Though nighttime temperatures will continue to drop below freezing, the weather should warm from here on out, on average. More importantly, the days will become increasingly warm, and the longer days will begin pumping heat energy into the greenhouse, to the point that I may have to start lifting the side walls by April or May.

Average highs, lows, and rainfall


  1. Meg,

    I live in Northern Virginia too. I'm thinking about building a green house for aquaponics. I would prefer not to heat it. Blue gill seem like a good choice for this area. What was the water temperature in the Winter? Did the plants grow slowly or die? Finally, is it better to have the tank above ground or below ground.


    1. Hi John,

      I'm sure there were times when my still-liquid water was at 32 degrees, based on the lacy surface ice that formed at the edges. In early February I installed an analog quick-read thermometer in my tank, and it read 38-40 degrees consistently despite crazy-frigid nights.
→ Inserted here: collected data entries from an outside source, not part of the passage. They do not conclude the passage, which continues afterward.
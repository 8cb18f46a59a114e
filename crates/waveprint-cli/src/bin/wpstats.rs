//! wpstats - fingerprint store statistics
//!
//! Usage: wpstats [OPTIONS]

use anyhow::Result;
use clap::Parser;
use waveprint_cli::output::format_bytes;
use waveprint_cli::settings_loader::load_settings;
use waveprint_core::{DocumentStore, Store};

/// Rough serialized size of one fingerprint record, used for the
/// storage estimate.
const BYTES_PER_FINGERPRINT: u64 = 20;

#[derive(Parser, Debug)]
#[command(name = "wpstats")]
#[command(about = "Show fingerprint store statistics", long_about = None)]
struct Args {
    /// Path to settings file (TOML)
    #[arg(short, long)]
    settings: Option<String>,

    /// Enable verbose logging
    #[arg(short, long)]
    verbose: bool,
}

fn main() -> Result<()> {
    let args = Args::parse();

    if args.verbose {
        env_logger::Builder::from_default_env()
            .filter_level(log::LevelFilter::Info)
            .init();
    } else {
        env_logger::Builder::from_default_env()
            .filter_level(log::LevelFilter::Off)
            .init();
    }

    let settings = load_settings(args.settings.as_deref())?;
    let store = DocumentStore::open(&settings.store.base_directory, settings.store.format)?;

    let total_works = store.total_works()?;
    let total_fingerprints = store.total_fingerprints()?;

    let stats = serde_json::json!({
        "store_directory": settings.store.base_directory,
        "total_works": total_works,
        "total_fingerprints": total_fingerprints,
        "storage_estimate": format_bytes(total_fingerprints * BYTES_PER_FINGERPRINT),
    });

    println!("{}", serde_json::to_string_pretty(&stats)?);
    Ok(())
}
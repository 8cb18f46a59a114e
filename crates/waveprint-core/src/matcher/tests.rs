//! Tests for the offset-histogram matcher

use super::*;
use crate::config::{EngineConfig, TRANSCODE_SAMPLE_RATE};
use crate::error::StoreError;
use crate::fingerprint::{fingerprint_peaks, FingerprintEntry, FingerprintRecord};
use crate::peaks::Peak;
use crate::pipeline::fingerprint_samples;
use crate::store::{MemoryStore, Store, Work};

fn to_records(map: &HashMap<u32, FingerprintEntry>) -> Vec<FingerprintRecord> {
    map.iter()
        .map(|(&address, entry)| FingerprintRecord {
            address,
            anchor_time_ms: entry.anchor_time_ms,
            work_id: entry.work_id,
        })
        .collect()
}

fn to_sample(map: &HashMap<u32, FingerprintEntry>) -> HashMap<u32, u32> {
    map.iter()
        .map(|(&address, entry)| (address, entry.anchor_time_ms))
        .collect()
}

fn staircase_peaks(count: usize) -> Vec<Peak> {
    (0..count)
        .map(|i| Peak {
            freq_hz: 80.0 + 30.0 * i as f64,
            time_sec: 0.2 * i as f64,
        })
        .collect()
}

#[test]
fn test_self_identification() {
    let store = MemoryStore::new();
    let config = EngineConfig {
        target_zone_size: 3,
        ..EngineConfig::music()
    };

    let work_id = store
        .register_work("Nocturne", "Field", "nocturne---field")
        .unwrap();

    let fingerprints = fingerprint_peaks(&staircase_peaks(40), work_id, &config);
    store.store_fingerprints(&to_records(&fingerprints)).unwrap();

    let sample = to_sample(&fingerprints);
    let outcome = Matcher::new(&store).query(&sample, DEFAULT_LIMIT).unwrap();

    // querying a work with its own fingerprints puts every vote in the
    // zero-offset bucket
    assert_eq!(outcome.results.len(), 1);
    let top = &outcome.results[0];
    assert_eq!(top.work_id, work_id);
    assert_eq!(top.title, "Nocturne");
    assert_eq!(top.score, fingerprints.len() as f64);
    assert_eq!(top.timestamp_ms, 0);
}

#[test]
fn test_subset_query_monotonicity() {
    let store = MemoryStore::new();
    let config = EngineConfig {
        target_zone_size: 3,
        ..EngineConfig::music()
    };

    let work_id = store.register_work("Full", "Set", "full---set").unwrap();
    let fingerprints = fingerprint_peaks(&staircase_peaks(40), work_id, &config);
    store.store_fingerprints(&to_records(&fingerprints)).unwrap();

    let subset: HashMap<u32, u32> = to_sample(&fingerprints).into_iter().take(20).collect();
    let outcome = Matcher::new(&store).query(&subset, DEFAULT_LIMIT).unwrap();

    assert_eq!(outcome.results.len(), 1);
    assert!(outcome.results[0].score >= subset.len() as f64);
}

#[test]
fn test_tie_breaks_by_smaller_work_id() {
    let store = MemoryStore::new();

    let first = store.register_work("First", "A", "first---a").unwrap();
    let second = store.register_work("Second", "B", "second---b").unwrap();
    assert!(first < second);

    // both works match the same 10 addresses at a consistent 4000 ms
    // offset; the sample anchors start mid-clip so the offset differs
    // from every stored anchor time
    let mut records = Vec::new();
    let mut sample = HashMap::new();
    for i in 0..10u32 {
        let address = 0x0100_0000 + i;
        sample.insert(address, i * 100 + 500);
        for work_id in [second, first] {
            records.push(FingerprintRecord {
                address,
                anchor_time_ms: i * 100 + 4500,
                work_id,
            });
        }
    }
    store.store_fingerprints(&records).unwrap();

    let outcome = Matcher::new(&store).query(&sample, DEFAULT_LIMIT).unwrap();
    assert_eq!(outcome.results.len(), 2);
    assert_eq!(outcome.results[0].work_id, first);
    assert_eq!(outcome.results[1].work_id, second);
    assert_eq!(outcome.results[0].score, outcome.results[1].score);
    assert_eq!(outcome.results[0].timestamp_ms, 4000);
}

#[test]
fn test_timestamp_is_the_alignment_offset() {
    // mid-clip sample: query anchors start at 1000 ms and the work's
    // matching anchors at 4000 ms, so the alignment offset (3000 ms) and
    // the smallest stored anchor in the dominant bucket (4000 ms) are
    // different numbers; the reported timestamp is the offset
    let store = MemoryStore::new();
    let work_id = store.register_work("Mid", "Clip", "mid---clip").unwrap();

    let mut records = Vec::new();
    let mut sample = HashMap::new();
    for i in 0..8u32 {
        let address = 0x0400_0000 + i;
        sample.insert(address, 1000 + i * 100);
        records.push(FingerprintRecord {
            address,
            anchor_time_ms: 4000 + i * 100,
            work_id,
        });
    }
    store.store_fingerprints(&records).unwrap();

    let outcome = Matcher::new(&store).query(&sample, DEFAULT_LIMIT).unwrap();
    assert_eq!(outcome.results.len(), 1);
    assert_eq!(outcome.results[0].score, 8.0);
    assert_eq!(outcome.results[0].timestamp_ms, 3000);
}

#[test]
fn test_min_score_filters_weak_candidates() {
    let store = MemoryStore::new();
    let work_id = store.register_work("Weak", "W", "weak---w").unwrap();

    let mut records = Vec::new();
    let mut sample = HashMap::new();
    for i in 0..3u32 {
        let address = 0x0200_0000 + i;
        sample.insert(address, i * 50);
        records.push(FingerprintRecord {
            address,
            anchor_time_ms: i * 50 + 1000,
            work_id,
        });
    }
    store.store_fingerprints(&records).unwrap();

    let outcome = Matcher::new(&store).query(&sample, DEFAULT_LIMIT).unwrap();
    assert!(outcome.results.is_empty());

    // the same three aligned votes pass once the threshold allows them
    let outcome = Matcher::new(&store)
        .with_min_score(3.0)
        .query(&sample, DEFAULT_LIMIT)
        .unwrap();
    assert_eq!(outcome.results.len(), 1);
    assert_eq!(outcome.results[0].score, 3.0);
}

#[test]
fn test_limit_caps_results() {
    let store = MemoryStore::new();

    let mut records = Vec::new();
    let mut sample = HashMap::new();
    for work in 0..4u32 {
        let work_id = store
            .register_work(&format!("W{}", work), "X", &format!("w{}---x", work))
            .unwrap();
        for i in 0..(6 + work) {
            let address = 0x0300_0000 + work * 100 + i;
            sample.insert(address, i * 10);
            records.push(FingerprintRecord {
                address,
                anchor_time_ms: i * 10,
                work_id,
            });
        }
    }
    store.store_fingerprints(&records).unwrap();

    let outcome = Matcher::new(&store).query(&sample, 2).unwrap();
    assert_eq!(outcome.results.len(), 2);
    // the two largest aligned sets come back first
    assert!(outcome.results[0].score >= outcome.results[1].score);
}

#[test]
fn test_empty_sample_is_not_an_error() {
    let store = MemoryStore::new();
    let outcome = Matcher::new(&store).query(&HashMap::new(), DEFAULT_LIMIT).unwrap();
    assert!(outcome.results.is_empty());
}

/// Store stub that produces hits for a work that has no metadata.
struct OrphanStore;

impl Store for OrphanStore {
    fn register_work(&self, _: &str, _: &str, _: &str) -> Result<u32, StoreError> {
        unimplemented!()
    }

    fn delete_work(&self, _: u32) -> Result<(), StoreError> {
        Ok(())
    }

    fn store_fingerprints(&self, _: &[FingerprintRecord]) -> Result<(), StoreError> {
        Ok(())
    }

    fn lookup_addresses(
        &self,
        addresses: &[u32],
    ) -> Result<HashMap<u32, Vec<(u32, u32)>>, StoreError> {
        Ok(addresses
            .iter()
            .map(|&address| (address, vec![(500, 42)]))
            .collect())
    }

    fn get_work(&self, _: u32) -> Result<Option<Work>, StoreError> {
        Ok(None)
    }

    fn get_work_by_key(&self, _: &str) -> Result<Option<u32>, StoreError> {
        Ok(None)
    }

    fn total_works(&self) -> Result<u64, StoreError> {
        Ok(0)
    }

    fn total_fingerprints(&self) -> Result<u64, StoreError> {
        Ok(0)
    }
}

#[test]
fn test_results_without_metadata_are_dropped() {
    let sample: HashMap<u32, u32> = (0..10u32).map(|i| (i, 0)).collect();
    let outcome = Matcher::new(&OrphanStore).query(&sample, DEFAULT_LIMIT).unwrap();
    assert!(outcome.results.is_empty());
}

/// Five simultaneous staircase tones, one per analysis band of the music
/// preset, stepping at mutually coprime periods so the combined spectral
/// state never repeats within the signal.
fn staircase_signal(duration_sec: f64, rising: bool) -> Vec<f64> {
    const BASES: [f64; 5] = [115.0, 225.0, 445.0, 880.0, 1800.0];
    const STEPS: [f64; 5] = [6.0, 15.0, 30.0, 60.0, 60.0];
    const PERIODS: [f64; 5] = [0.23, 0.37, 0.41, 0.53, 0.61];
    const MODULI: [u64; 5] = [14, 13, 13, 13, 13];

    let rate = TRANSCODE_SAMPLE_RATE as f64;
    let total = (duration_sec * rate) as usize;

    (0..total)
        .map(|i| {
            let t = i as f64 / rate;
            let mut acc = 0.0;
            for s in 0..5 {
                let level = (t / PERIODS[s]) as u64 % MODULI[s];
                let level = if rising { level } else { MODULI[s] - 1 - level };
                let freq = BASES[s] + STEPS[s] * level as f64;
                acc += 0.15 * (2.0 * std::f64::consts::PI * freq * t).sin();
            }
            acc
        })
        .collect()
}

#[test]
fn test_end_to_end_sample_alignment() {
    let config = EngineConfig::music();
    let store = MemoryStore::new();
    let rate = TRANSCODE_SAMPLE_RATE;

    let full = staircase_signal(30.0, true);
    let target_id = store
        .register_work("Staircase", "Synth", "staircase---synth")
        .unwrap();
    let fingerprints = fingerprint_samples(&full, rate, 30.0, 0.0, target_id, &config).unwrap();
    store.store_fingerprints(&to_records(&fingerprints)).unwrap();

    let decoy = staircase_signal(30.0, false);
    let decoy_id = store
        .register_work("Descending", "Synth", "descending---synth")
        .unwrap();
    let fingerprints = fingerprint_samples(&decoy, rate, 30.0, 0.0, decoy_id, &config).unwrap();
    store.store_fingerprints(&to_records(&fingerprints)).unwrap();

    // 10 second slice starting at 10s, fingerprinted as a standalone clip
    let start = 10 * rate as usize;
    let slice = &full[start..start + 10 * rate as usize];
    let sample_fp = fingerprint_samples(slice, rate, 10.0, 0.0, 0, &config).unwrap();
    let sample = to_sample(&sample_fp);

    let outcome = Matcher::new(&store).query(&sample, DEFAULT_LIMIT).unwrap();
    assert!(!outcome.results.is_empty());

    let top = &outcome.results[0];
    assert_eq!(top.work_id, target_id, "expected the sampled work first");
    assert!(top.score >= MIN_SCORE);
    // alignment at ~10s, allowing for frame-grid skew between the clip
    // and the full recording
    assert!(
        (9_900..=10_100).contains(&top.timestamp_ms),
        "aligned at {} ms",
        top.timestamp_ms
    );
}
In the past week, the water temperature has climbed to roughly 45 degrees.

      I have utility cables running along the side of my yard that isn't covered with pavers, so my sump is only buried 6 inches deep (leaving 18 inches above ground). My fish tank is entirely above ground. If you can bury your tank, you will benefit from the thermal stability of the ground. However, burying your tank makes some things harder to do (like draining the tank for maintenance or catching fish...).